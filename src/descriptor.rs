use crate::volatile_read_write::VolatileReadWrite;

/// Descriptor tables are aligned to this many bytes.
pub const DESCRIPTOR_ALIGNMENT: usize = 64;

const LENGTH_MASK: u32 = 0x007F_FFFF;

enum ControlBitNumbers {
    EndOfFrame = 26,
    StartOfFrame = 27,
}

enum StatusBitNumbers {
    InternalError = 28,
    SlaveError = 29,
    DecodeError = 30,
    Complete = 31,
}

const STATUS_ERROR_MASK: u32 = (1 << StatusBitNumbers::InternalError as u32)
    | (1 << StatusBitNumbers::SlaveError as u32)
    | (1 << StatusBitNumbers::DecodeError as u32);

/// Who may touch a descriptor's buffer right now.
#[derive(Clone, Copy, Debug, PartialEq, Eq, defmt::Format)]
pub enum DescriptorState {
    /// Owned by software, buffer free to fill.
    Free,
    /// Handed to the device. Software must not touch the buffer.
    Posted,
    /// The device has finished with it and software has noticed. Must be drained
    /// or reclaimed before it is reused.
    Completed,
}

/// Error flags the device reported in a completed descriptor.
#[derive(Clone, Copy, Debug, PartialEq, Eq, defmt::Format)]
pub struct TransferError {
    pub internal: bool,
    pub slave: bool,
    pub decode: bool,
}

/// One device-visible entry of a descriptor table.
#[repr(C, align(64))]
pub struct Descriptor {
    // NOTE: Only read or write these fields using volatile operations
    next: u64,
    buffer: u64,
    control: u32,
    status: u32,
}

impl Descriptor {
    pub(crate) const fn new(next: u64, buffer: u64) -> Self {
        Descriptor {
            next,
            buffer,
            control: 0,
            status: 0,
        }
    }

    pub fn next_address(&self) -> u64 {
        self.next.read_volatile()
    }

    pub fn buffer_address(&self) -> u64 {
        self.buffer.read_volatile()
    }

    pub fn read(&self) -> DescriptorReader {
        DescriptorReader(self.control.read_volatile(), self.status.read_volatile())
    }

    pub fn modify<F: FnOnce(DescriptorWriter) -> DescriptorWriter>(&mut self, f: F) {
        let w = DescriptorWriter(self.control.read_volatile(), self.status.read_volatile());
        let result = f(w);
        self.control.write_volatile(result.0);
        self.status.write_volatile(result.1);
    }

    /// Like `modify`, but starts from cleared control and status words.
    pub fn write<F: FnOnce(DescriptorWriter) -> DescriptorWriter>(&mut self, f: F) {
        let result = f(DescriptorWriter(0, 0));
        self.control.write_volatile(result.0);
        self.status.write_volatile(result.1);
    }
}

pub struct DescriptorReader(u32, u32);
impl DescriptorReader {
    pub fn requested_length(&self) -> usize {
        (self.0 & LENGTH_MASK) as usize
    }

    pub fn is_start_of_frame(&self) -> bool {
        self.0 & (1 << ControlBitNumbers::StartOfFrame as u32) != 0
    }

    pub fn is_end_of_frame(&self) -> bool {
        self.0 & (1 << ControlBitNumbers::EndOfFrame as u32) != 0
    }

    pub fn is_complete(&self) -> bool {
        self.1 & (1 << StatusBitNumbers::Complete as u32) != 0
    }

    pub fn transferred_length(&self) -> usize {
        (self.1 & LENGTH_MASK) as usize
    }

    pub fn has_error(&self) -> bool {
        self.1 & STATUS_ERROR_MASK != 0
    }

    pub fn error(&self) -> Option<TransferError> {
        if !self.has_error() {
            return None;
        }

        Some(TransferError {
            internal: self.1 & (1 << StatusBitNumbers::InternalError as u32) != 0,
            slave: self.1 & (1 << StatusBitNumbers::SlaveError as u32) != 0,
            decode: self.1 & (1 << StatusBitNumbers::DecodeError as u32) != 0,
        })
    }
}

pub struct DescriptorWriter(u32, u32);
impl DescriptorWriter {
    pub fn set_length(self, length: usize) -> Self {
        debug_assert!(length <= LENGTH_MASK as usize);
        DescriptorWriter((self.0 & !LENGTH_MASK) | (length as u32 & LENGTH_MASK), self.1)
    }

    pub fn set_start_of_frame(self) -> Self {
        DescriptorWriter(self.0 | (1 << ControlBitNumbers::StartOfFrame as u32), self.1)
    }

    pub fn set_end_of_frame(self) -> Self {
        DescriptorWriter(self.0 | (1 << ControlBitNumbers::EndOfFrame as u32), self.1)
    }

    pub fn clear_status(self) -> Self {
        DescriptorWriter(self.0, 0)
    }

    /// Device side of the handshake: record the transferred length and mark
    /// the descriptor complete.
    pub fn set_complete(self, transferred: usize) -> Self {
        DescriptorWriter(
            self.0,
            (self.1 & !LENGTH_MASK)
                | (transferred as u32 & LENGTH_MASK)
                | (1 << StatusBitNumbers::Complete as u32),
        )
    }

    pub fn set_error(self, error: TransferError) -> Self {
        let mut status = self.1;
        if error.internal {
            status |= 1 << StatusBitNumbers::InternalError as u32;
        }
        if error.slave {
            status |= 1 << StatusBitNumbers::SlaveError as u32;
        }
        if error.decode {
            status |= 1 << StatusBitNumbers::DecodeError as u32;
        }
        DescriptorWriter(self.0, status)
    }
}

· · · · · · ·

The answer must consist of every line from the listing above that includes the word "enum".

◆ Response area ◆
enum ControlBitNumbers {
enum StatusBitNumbers {
pub enum DescriptorState {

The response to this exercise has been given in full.